Ezechiël 44
Alle 2 beschikbare vertalingen
Toen bracht hij mij weer naar de buitenste oosterpoort voor het heiligdom. Die was gesloten
Toen bracht hij mij terug naar de oostelijke buitenpoort van het heiligdom. Ze was gesloten.
En Jahweh verklaarde mij: Deze poort moet gesloten blijven. Hij mag niet geopend worden, en niemand mag er binnen gaan; want Jahweh, de God van Israël, is er door gekomen; dus moet hij gesloten blijven
En Jahwe zei tot mij: Deze poort mag niet worden geopend, niemand mag erdoor binnengaan: Jahwe, Israëls God, is erdoor binnengekomen en daarom moet ze gesloten blijven.
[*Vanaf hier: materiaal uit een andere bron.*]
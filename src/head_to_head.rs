use chrono::{DateTime, Utc};
use serde::{Deserialize, Serialize};

use crate::config::EngineConfig;
use crate::games::{
    GameContext, HorseOutcome, HorseSegmentResult, compute_horse, compute_match,
    compute_olympic, compute_skins, find_total,
};
use crate::model::{GameType, HorseSegment, PlayerDirectory, Round, RoundGame};
use crate::scorecard::merge_round_scorecards;

/// Record for formats settled in points (one-vs-one and team games).
#[derive(Serialize, Deserialize, Clone, Copy, Debug, PartialEq, Eq, Default)]
#[serde(rename_all = "camelCase")]
pub struct PointRecord {
    pub games: u32,
    pub wins: u32,
    pub losses: u32,
    pub ties: u32,
    pub net_points: i32,
}

impl PointRecord {
    pub fn record(&mut self, value: i32) {
        self.games += 1;
        match value.signum() {
            1 => self.wins += 1,
            -1 => self.losses += 1,
            _ => self.ties += 1,
        }
        self.net_points += value;
    }
}

/// Record for formats settled by score totals (skins, olympic, horse).
#[derive(Serialize, Deserialize, Clone, Copy, Debug, PartialEq, Eq, Default)]
#[serde(rename_all = "camelCase")]
pub struct ScoreRecord {
    pub games: u32,
    pub wins: u32,
    pub losses: u32,
    pub ties: u32,
    pub net_score: i32,
}

impl ScoreRecord {
    pub fn record(&mut self, value: i32) {
        self.games += 1;
        if value == 0 {
            self.ties += 1;
            return;
        }
        self.net_score += value;
        if value > 0 {
            self.wins += 1;
        } else {
            self.losses += 1;
        }
    }
}

/// Lifetime comparison of one player against another, from the first
/// player's side.
#[derive(Serialize, Deserialize, Clone, Copy, Debug, PartialEq, Eq, Default)]
#[serde(rename_all = "camelCase")]
pub struct HeadToHead {
    pub one_v_one: PointRecord,
    pub same_team: PointRecord,
    pub opposite_team: PointRecord,
    pub skins: ScoreRecord,
    pub olympic: ScoreRecord,
    pub horse: ScoreRecord,
}

impl HeadToHead {
    #[must_use]
    pub fn has_any_games(&self) -> bool {
        [self.one_v_one, self.same_team, self.opposite_team]
            .iter()
            .any(|r| r.games > 0)
            || [self.skins, self.olympic, self.horse]
                .iter()
                .any(|r| r.games > 0)
    }
}

/// Fold `me`'s round history into records against `other`.
///
/// Only rounds that are not deleted, are finished as of `now`, and have
/// both players as members count.
#[must_use]
pub fn head_to_head(
    me: &str,
    other: &str,
    rounds: &[Round],
    directory: &PlayerDirectory,
    now: DateTime<Utc>,
    config: &EngineConfig,
) -> HeadToHead {
    let mut record = HeadToHead::default();

    for round in rounds {
        if round.is_deleted() || !round.is_member(me) || !round.is_member(other) {
            continue;
        }
        let card = merge_round_scorecards(round);
        if !round.is_finished(&card, now, config.finished_after()) {
            log::debug!("round {} is not finished yet, skipped", round.id);
            continue;
        }
        let ctx = GameContext::new(round, &card, directory, config);
        for game in &round.games {
            fold_game(&mut record, &ctx, game, me, other);
        }
    }

    record
}

fn fold_game(
    record: &mut HeadToHead,
    ctx: &GameContext<'_>,
    game: &RoundGame,
    me: &str,
    other: &str,
) {
    match &game.game_type {
        GameType::OneVsOne | GameType::TeamVs => {
            let members = ctx.members();
            let (Some(my_side), Some(other_side)) =
                (game.side_of(me, members), game.side_of(other, members))
            else {
                return;
            };
            let value = compute_match(ctx, game).net_for(my_side);
            if game.game_type == GameType::OneVsOne {
                record.one_v_one.record(value);
            }
            if my_side == other_side {
                record.same_team.record(value);
            } else if game.game_type == GameType::TeamVs {
                record.opposite_team.record(value);
            }
        }
        GameType::Skins => {
            let standing = compute_skins(ctx, game);
            if let (Some(mine), Some(theirs)) =
                (find_total(&standing.players, me), find_total(&standing.players, other))
            {
                record.skins.record(mine.total - theirs.total);
            }
        }
        GameType::Olympic => {
            let standing = compute_olympic(ctx, game);
            if let (Some(mine), Some(theirs)) =
                (find_total(&standing.players, me), find_total(&standing.players, other))
            {
                record.olympic.record(mine.total - theirs.total);
            }
        }
        GameType::Horse => {
            if let Some(value) = horse_differential(ctx, game, me, other) {
                record.horse.record(value);
            }
        }
        GameType::Other(_) => {}
    }
}

/// Segment wins of `me` minus those of `other`, over segments both players
/// have settled against a positive target. `None` when no segment qualifies.
fn horse_differential(
    ctx: &GameContext<'_>,
    game: &RoundGame,
    me: &str,
    other: &str,
) -> Option<i32> {
    let standing = compute_horse(ctx, game);
    let mine = standing.player(me)?;
    let theirs = standing.player(other)?;

    let mut counted = false;
    let (mut my_wins, mut other_wins) = (0, 0);
    for segment in HorseSegment::ALL {
        let (Some(a), Some(b)) = (mine.segment(segment), theirs.segment(segment)) else {
            continue;
        };
        let settled =
            |s: &HorseSegmentResult| s.outcome != HorseOutcome::Pending && s.target > 0;
        if !settled(a) || !settled(b) {
            continue;
        }
        counted = true;
        if a.outcome == HorseOutcome::Win {
            my_wins += 1;
        }
        if b.outcome == HorseOutcome::Win {
            other_wins += 1;
        }
    }
    counted.then_some(my_wins - other_wins)
}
Alleen de vorst mag er plaats nemen, om voor Jahweh ‘s aanschijn brood te eten. Langs de poorthal moet hij binnenkomen, en langs dezelfde weg terugkeren
Alleen de vorst mag in die poort plaats nemen om voor het aangezicht van Jahwe van het offermaal te eten. Hij betreedt ze door de voorhal en verlaat ze langs dezelfde weg.
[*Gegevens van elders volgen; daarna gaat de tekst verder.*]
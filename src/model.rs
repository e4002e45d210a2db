pub mod game;
pub mod player;
pub mod round;
pub mod score;
pub mod scorecard;

pub use game::*;
pub use player::*;
pub use round::*;
pub use score::*;
pub use scorecard::*;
Vervolgens bracht hij mij naar de noorderpoort tegenover de tempel. Ik keek toe, en zag, hoe Jahweh’s heerlijkheid het huis van Jahweh vervulde; en ik viel plat ter aarde
Toen bracht hij mij langs de noordpoort naar de voorzijde van de tempel. En ik zag, hoe de tempel vervuld was van de heerlijkheid van Jahwe, en wierp me plat ter aarde.
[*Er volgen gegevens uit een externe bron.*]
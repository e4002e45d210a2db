mod common;

use crate::common::{card, nine_with_sides};
use pretty_assertions::assert_eq;
use rusty_golf_games::merge_scorecards;
use rusty_golf_games::model::{MergedScorecard, ScoreCell, ScorecardSide};

fn values(row: &[ScoreCell]) -> Vec<String> {
    row.iter().map(|c| c.value.clone().unwrap_or_default()).collect()
}

fn labels(card: &MergedScorecard) -> Vec<String> {
    card.holes
        .iter()
        .map(|c| c.label.clone().unwrap_or_default())
        .collect()
}

fn assert_every_hole_has_par(card: &MergedScorecard) {
    assert!(card.is_aligned());
    for (idx, cell) in card.holes.iter().enumerate() {
        if cell.is_hole() {
            assert!(card.par[idx].has_value(), "hole at {idx} lost its par");
        }
    }
}

#[test]
fn single_card_drops_holes_without_par() {
    let mut sc = card("a", "Front", &[4, 3, 5], &[2, 3, 1]);
    sc.back_tee.as_mut().unwrap().par[1].value = Some("  ".to_string());
    sc.holes.push(ScoreCell::side("Out"));
    sc.back_tee.as_mut().unwrap().par.push(ScoreCell::side_value("12"));

    let merged = merge_scorecards(&[&sc], "Pine Valley");

    assert_eq!(merged.name, "Front");
    assert_eq!(labels(&merged), vec!["1", "3", "Out"]);
    assert_eq!(values(&merged.par), vec!["4", "5", "12"]);
    assert_eq!(values(&merged.handicap), vec!["2", "1", ""]);
    assert_every_hole_has_par(&merged);
}

#[test]
fn short_rows_are_padded_not_fatal() {
    let mut sc = card("a", "Front", &[4, 4, 4], &[1, 2, 3]);
    let side = sc.back_tee.as_mut().unwrap();
    side.par.truncate(2);
    side.handicap.truncate(1);

    let merged = merge_scorecards(&[&sc], "");

    assert_eq!(labels(&merged), vec!["1", "2"]);
    assert_eq!(values(&merged.handicap), vec!["1", ""]);
    assert_every_hole_has_par(&merged);
}

#[test]
fn forward_tees_used_when_back_tees_missing() {
    let mut sc = card("a", "", &[3, 4], &[2, 1]);
    sc.forward_tee = sc.back_tee.take();
    sc.back_tee = Some(ScorecardSide::default());

    let merged = merge_scorecards(&[&sc], "Pine Valley");

    assert_eq!(merged.name, "Pine Valley");
    assert_eq!(merged.total_par(), 7);
    let holes = merged.playable_holes();
    assert_eq!(holes[0].handicap, 2);
    assert_eq!(holes[1].number, Some(2));
}

#[test]
fn two_nines_become_one_eighteen_hole_card() {
    let front = nine_with_sides("a", "Red", &[5, 1, 7, 3, 9, 2, 8, 4, 6]);
    let back = nine_with_sides("b", "White", &[1, 2, 3, 4, 5, 6, 7, 8, 9]);

    let merged = merge_scorecards(&[&front, &back], "Pine Valley");

    assert_eq!(merged.name, "Red / White");
    let expected_labels: Vec<String> = (1..=9)
        .map(|n| n.to_string())
        .chain(["Out".to_string()])
        .chain((10..=18).map(|n| n.to_string()))
        .chain(["In".to_string(), "Total".to_string()])
        .collect();
    assert_eq!(labels(&merged), expected_labels);

    // one Total column left, carrying both nines
    assert_eq!(merged.holes.iter().filter(|c| c.label_is("Total")).count(), 1);
    assert_eq!(merged.par.last().and_then(ScoreCell::parsed_value), Some(72));

    let holes = merged.playable_holes();
    let front_idx: Vec<i32> = holes[..9].iter().map(|h| h.handicap).collect();
    let back_idx: Vec<i32> = holes[9..].iter().map(|h| h.handicap).collect();
    assert_eq!(front_idx, vec![9, 1, 13, 5, 17, 3, 15, 7, 11]);
    assert_eq!(back_idx, vec![2, 4, 6, 8, 10, 12, 14, 16, 18]);

    let mut all: Vec<i32> = holes.iter().map(|h| h.handicap).collect();
    all.sort_unstable();
    assert_eq!(all, (1..=18).collect::<Vec<i32>>());
    assert_every_hole_has_par(&merged);
}

#[test]
fn two_uneven_cards_still_get_unique_indices() {
    let front = card("a", "Nine", &[4; 9], &[1, 2, 3, 4, 5, 6, 7, 8, 9]);
    let back = card("b", "Loop", &[3, 3, 3], &[3, 1, 2]);

    let merged = merge_scorecards(&[&front, &back], "");

    let holes = merged.playable_holes();
    assert_eq!(holes.len(), 12);
    assert_eq!(holes[9].label, "10");
    assert_eq!(holes[11].number, Some(12));
    let mut all: Vec<i32> = holes.iter().map(|h| h.handicap).collect();
    all.sort_unstable();
    assert_eq!(all, (1..=12).collect::<Vec<i32>>());
    // hardest hole of the loop is its second
    assert_eq!(holes[10].handicap, 2);
}

#[test]
fn back_card_labels_keep_their_text_when_renumbered() {
    let front = card("a", "Front", &[4, 4], &[1, 2]);
    let mut back = card("b", "Back", &[4, 4, 3], &[1, 2, 3]);
    back.holes[0].label = Some("Hole 1".to_string());
    back.holes[1].label = Some("No. 2".to_string());
    back.holes[2].label = Some("Lake".to_string());

    let merged = merge_scorecards(&[&front, &back], "");

    assert_eq!(labels(&merged), vec!["1", "2", "Hole 3", "No. 4", "5"]);
    let numbers: Vec<Option<u32>> = merged.playable_holes().iter().map(|h| h.number).collect();
    assert_eq!(numbers, vec![Some(1), Some(2), Some(3), Some(4), Some(5)]);
}

#[test]
fn three_cards_are_concatenated_without_renumbering() {
    let a = card("a", "A", &[4, 4], &[1, 2]);
    let b = card("b", "B", &[3, 3], &[1, 2]);
    let c = card("c", "", &[5], &[1]);

    let merged = merge_scorecards(&[&a, &b, &c], "");

    assert_eq!(merged.name, "A / B");
    assert_eq!(labels(&merged), vec!["1", "2", "1", "2", "1"]);
    assert_eq!(values(&merged.handicap), vec!["1", "2", "1", "2", "1"]);
}

#[test]
fn no_cards_yields_an_empty_named_card() {
    let merged = merge_scorecards(&[], "Pine Valley");
    assert_eq!(merged.name, "Pine Valley");
    assert!(merged.holes.is_empty());
    assert!(merged.is_aligned());
}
En Jahweh sprak tot mij: Mensenkind, let aandachtig op; kijk goed uit uw ogen en scherp uw oren op alles wat Ik u ga zeggen over alle voorschriften van Jahweh’s huis en over al zijn regels. Let goed op, wie er in de tempel komt door alle uitgangen van het heiligdom
Jahwe zei tot mij: Mensenkind, kijk goed uit uw ogen, spits uw oren en schenk aandacht aan alle voorschriften en wetten die Ik u geef aangaande de tempel. Let goed op iedereen die de tempel in - en uitgaat,
En zeg tot het onhandelbaar volk, tot Israëls huis: Zo spreekt Jahweh, de Heer! Laat het nu uit zijn, huis van Israël, met al uw gruwelen;
en zeg tegen het weerspannige Israël: Dit zegt Jahwe de Heer: Houd op met uw gruweldaden, Israël.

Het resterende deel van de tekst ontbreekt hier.